Après débats à l’audience du 11 Octobre 2024, a rendu l’ordonnance de référé suivante, mise à disposition conformément à l’article 450 et suivants du Code de Procédure Civile, les parties ayant été avisées préalablement ;
ENTRE :
DEMANDEURS
Mme [E] [S], demeurant [Adresse 5]
comparante en personne
M. [B] [M], demeurant [Adresse 5]
comparant en personne
ET
DÉFENDERESSE
Mme [W] [N] épouse [I], demeurant [Adresse 6]
non comparante, ni représentée
EXPOSE DU LITIGE
Par contrat du 06 juillet 2022, [E] [S] et [B] [M] ont donné à bail à [W] [N] un appartement à usage d’habitation sis [Adresse 2] (appartement n°210) à [Localité 7] assorti de deux garages (n°65 et 66), d’une surface habitable de 57.83m² et moyennant un loyer mensuel initial de 690 euros, outre une provision sur charges mensuelle de 120 euros.
Invoquant un arriéré locatif, [E] [S] et [B] [M] ont fait signifier à [W] [N] épouse [I] un commandement de payer et d’avoir à justifier d’une assurance visant la clause résolutoire le 26 avril 2024.
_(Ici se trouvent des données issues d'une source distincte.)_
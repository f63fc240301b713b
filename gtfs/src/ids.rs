use std::fmt;

use serde::Deserialize;

#[derive(Clone, Debug, PartialEq, Eq, PartialOrd, Ord, Hash, Deserialize)]
pub struct StopID(String);

#[derive(Clone, Debug, PartialEq, Eq, PartialOrd, Ord, Hash, Deserialize)]
pub struct TripID(String);

/// The rider-facing name of a line, from `route_short_name`
#[derive(Clone, Debug, PartialEq, Eq, PartialOrd, Ord, Hash, Deserialize)]
pub struct LineLabel(String);

impl StopID {
    pub fn new<S: Into<String>>(x: S) -> Self {
        Self(x.into())
    }

    pub fn as_str(&self) -> &str {
        &self.0
    }
}

impl TripID {
    pub fn new<S: Into<String>>(x: S) -> Self {
        Self(x.into())
    }

    pub fn as_str(&self) -> &str {
        &self.0
    }
}

impl LineLabel {
    pub fn new<S: Into<String>>(x: S) -> Self {
        Self(x.into())
    }

    pub fn as_str(&self) -> &str {
        &self.0
    }
}

impl fmt::Display for LineLabel {
    fn fmt(&self, f: &mut fmt::Formatter) -> fmt::Result {
        write!(f, "{}", self.0)
    }
}
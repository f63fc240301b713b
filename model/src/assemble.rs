//! Joins the raw feed tables into one row per stop visit, keeping only one type of route.

use std::path::PathBuf;

use anyhow::Result;
use gtfs::{Feed, FeedTable, Table};

use crate::output::{ensure_dir_exists, write_atomically};
use crate::{Config, Diagnostics, DropColumns};

pub const ELAPSED_SECONDS: &str = "elapsed_seconds";
pub const ELEVATION: &str = "elevation";

/// Loads the feed, assembles it, and writes the result. Returns the path written.
pub fn run_assembler(config: &Config, diagnostics: &mut dyn Diagnostics) -> Result<PathBuf> {
    match try_run_assembler(config, diagnostics) {
        Ok(path) => Ok(path),
        Err(err) => {
            diagnostics.error(&format!("Assembling the feed failed: {err:#}"));
            Err(err)
        }
    }
}

fn try_run_assembler(config: &Config, diagnostics: &mut dyn Diagnostics) -> Result<PathBuf> {
    let feed_path = config.feed_path();
    diagnostics.info(&format!("Loading feed from {}", feed_path.display()));
    let feed = Feed::load(&feed_path)?;

    let table = assemble(feed, config, diagnostics)?;

    ensure_dir_exists(&config.data_dir, diagnostics)?;
    let path = config.assembled_path();
    let mut contents = Vec::new();
    table.write_csv(&mut contents)?;
    write_atomically(&path, &contents, config.encoding)?;
    diagnostics.info(&format!(
        "Wrote {} stop visits to {}",
        table.len(),
        path.display()
    ));
    Ok(path)
}

/// The whole transformation, with no I/O.
pub fn assemble(mut feed: Feed, config: &Config, diagnostics: &mut dyn Diagnostics) -> Result<Table> {
    drop_configured_columns(&mut feed, &config.drop_columns, diagnostics)?;

    let total_stop_times = feed.stop_times.len();
    let dropped = gtfs::retain_parseable_times(&mut feed.stop_times)?;
    if dropped > 0 {
        diagnostics.info(&format!(
            "Dropped {dropped} of {total_stop_times} stop times with a time that isn't HH:MM:SS"
        ));
    }
    require_rows(&feed.stop_times, "after parsing times")?;

    let trips_and_routes = Table::join(&feed.trips, &feed.routes, "route_id")?;
    require_rows(&trips_and_routes, "after matching trips to routes")?;

    let mut stops_with_times = Table::join(&feed.stop_times, &feed.stops, "stop_id")?;
    require_rows(&stops_with_times, "after matching stop times to stops")?;
    coerce_coordinates(&mut stops_with_times)?;

    let mut metro = Table::join(&stops_with_times, &trips_and_routes, "trip_id")?;
    require_rows(&metro, "after matching stop times to trips")?;

    let route_type = metro.column("route_type")?;
    metro.retain(|row| config.route_type.matches_field(&row[route_type]));
    require_rows(
        &metro,
        &format!("after keeping only route_type {}", config.route_type.code()),
    )?;

    let arrival = metro.column("arrival_time")?;
    let mut elapsed = Vec::with_capacity(metro.len());
    for row in metro.rows() {
        let time = match gtfs::parse_time_of_day(&row[arrival]) {
            Some(time) => time,
            None => bail!("arrival_time {:?} didn't survive parsing", &row[arrival]),
        };
        elapsed.push(gtfs::seconds_since_midnight(time).to_string());
    }
    let elevation = vec!["0".to_string(); metro.len()];
    metro.push_column(ELAPSED_SECONDS, elapsed)?;
    metro.push_column(ELEVATION, elevation)?;

    diagnostics.info(&format!(
        "Assembled {} stop visits from {total_stop_times} stop times",
        metro.len()
    ));
    Ok(metro)
}

// Feeds differ in which optional columns they carry, so asking to drop a missing one is fine
fn drop_configured_columns(
    feed: &mut Feed,
    drop_columns: &DropColumns,
    diagnostics: &mut dyn Diagnostics,
) -> Result<()> {
    for which in FeedTable::all() {
        let table = feed.table_mut(which);
        let mut present = Vec::new();
        for column in drop_columns.get(which) {
            if table.has_column(column) {
                present.push(column.as_str());
            } else {
                diagnostics.info(&format!(
                    "{} has no column {column} to drop",
                    which.name()
                ));
            }
        }
        table.drop_columns(&present)?;
    }
    Ok(())
}

fn require_rows(table: &Table, stage: &str) -> Result<()> {
    if table.is_empty() {
        bail!(
            "No rows left {stage} ({}); does the feed have the expected columns and IDs?",
            table.name()
        );
    }
    Ok(())
}

/// Rewrites `stop_lat` and `stop_lon` as plain numbers, so the table only ever holds numeric
/// coordinates. Anything that isn't a finite number is an error naming the stop.
fn coerce_coordinates(table: &mut Table) -> Result<()> {
    let stop_id = table.column("stop_id")?;
    let lat = table.column("stop_lat")?;
    let lon = table.column("stop_lon")?;
    table.try_map_rows(|row| {
        let mut out = Vec::with_capacity(row.len());
        for (idx, field) in row.iter().enumerate() {
            if idx != lat && idx != lon {
                out.push(field.to_string());
                continue;
            }
            let column = if idx == lat { "stop_lat" } else { "stop_lon" };
            match field.trim().parse::<f64>() {
                Ok(x) if x.is_finite() => out.push(x.to_string()),
                _ => bail!(
                    "Stop {} has {column} {field:?}, which isn't a number",
                    &row[stop_id]
                ),
            }
        }
        Ok(out.into_iter().collect())
    })
}
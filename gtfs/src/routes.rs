use std::str::FromStr;

use anyhow::Result;
use serde_repr::{Deserialize_repr, Serialize_repr};

#[derive(Clone, Copy, Debug, PartialEq, Eq, Serialize_repr, Deserialize_repr)]
#[repr(u8)]
pub enum RouteType {
    Tram = 0,
    Subway = 1,
    Rail = 2,
    Bus = 3,
    Ferry = 4,
    CableTram = 5,
    AerialLift = 6,
    Furnicular = 7,
    Trolleybus = 11,
    Monorail = 12,
}

impl RouteType {
    pub fn all() -> Vec<Self> {
        use RouteType::*;
        vec![
            Tram, Subway, Rail, Bus, Ferry, CableTram, AerialLift, Furnicular, Trolleybus, Monorail,
        ]
    }

    pub fn code(self) -> u8 {
        self as u8
    }

    pub fn from_code(code: u8) -> Option<Self> {
        Self::all().into_iter().find(|rt| rt.code() == code)
    }

    /// True if a raw `route_type` field holds this type's code. Anything that isn't an integer
    /// never matches.
    pub fn matches_field(self, raw: &str) -> bool {
        raw.trim().parse::<u8>().ok() == Some(self.code())
    }
}

impl FromStr for RouteType {
    type Err = anyhow::Error;

    fn from_str(raw: &str) -> Result<Self> {
        let code: u8 = raw
            .trim()
            .parse()
            .map_err(|_| anyhow!("route type {raw:?} isn't a number"))?;
        match Self::from_code(code) {
            Some(rt) => Ok(rt),
            None => bail!("Unknown route type {code}"),
        }
    }
}

#[cfg(test)]
mod tests {
    use super::*;

    #[test]
    fn test_matches_field() {
        assert!(RouteType::Subway.matches_field("1"));
        assert!(RouteType::Subway.matches_field(" 1 "));
        assert!(!RouteType::Subway.matches_field("3"));
        assert!(!RouteType::Subway.matches_field("1.5"));
        assert!(!RouteType::Subway.matches_field(""));
    }

    #[test]
    fn test_from_str() {
        assert_eq!("1".parse::<RouteType>().unwrap(), RouteType::Subway);
        assert_eq!("11".parse::<RouteType>().unwrap(), RouteType::Trolleybus);
        assert!("8".parse::<RouteType>().is_err());
        assert!("metro".parse::<RouteType>().is_err());
    }
}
Par exploit du 26 juillet 2024, [E] [S] et [B] [M] ont finalement fait assigner [W] [N] épouse [I] devant le juge des contentieux de la protection statuant en référé, sollicitant :
— le constat de l’acquisition de la clause résolutoire, donc de la résolution de plein droit du bail,
— l’expulsion de corps et de biens de [W] [N] épouse [I]et de tout occupant de son chef, au besoin avec l’assistance d’un serrurier et de la force publique,
— la condamnation de [W] [N] épouse [I] au paiement de :
* la somme provisionnelle de 9 894 euros au titre de l’arriéré locatif, somme à parfaire, et ce avec intérêts,
* une indemnité d’occupation mensuelle égale au montant indexé du loyer et de la provision sur charge, et ce jusqu’à la libération effective du logement et avec intérêts,
* la somme de 600 euros au titre de l’article 700 du Code de procédure civile,
* les frais et dépens de la présente instance, en ce compris le coût du commandement de payer et de sa dénonce à la CCAPEX, de l’assignation et des actes signifiés dans le cadre de mesures conservatoires prises sur ses biens et valeurs mobilières.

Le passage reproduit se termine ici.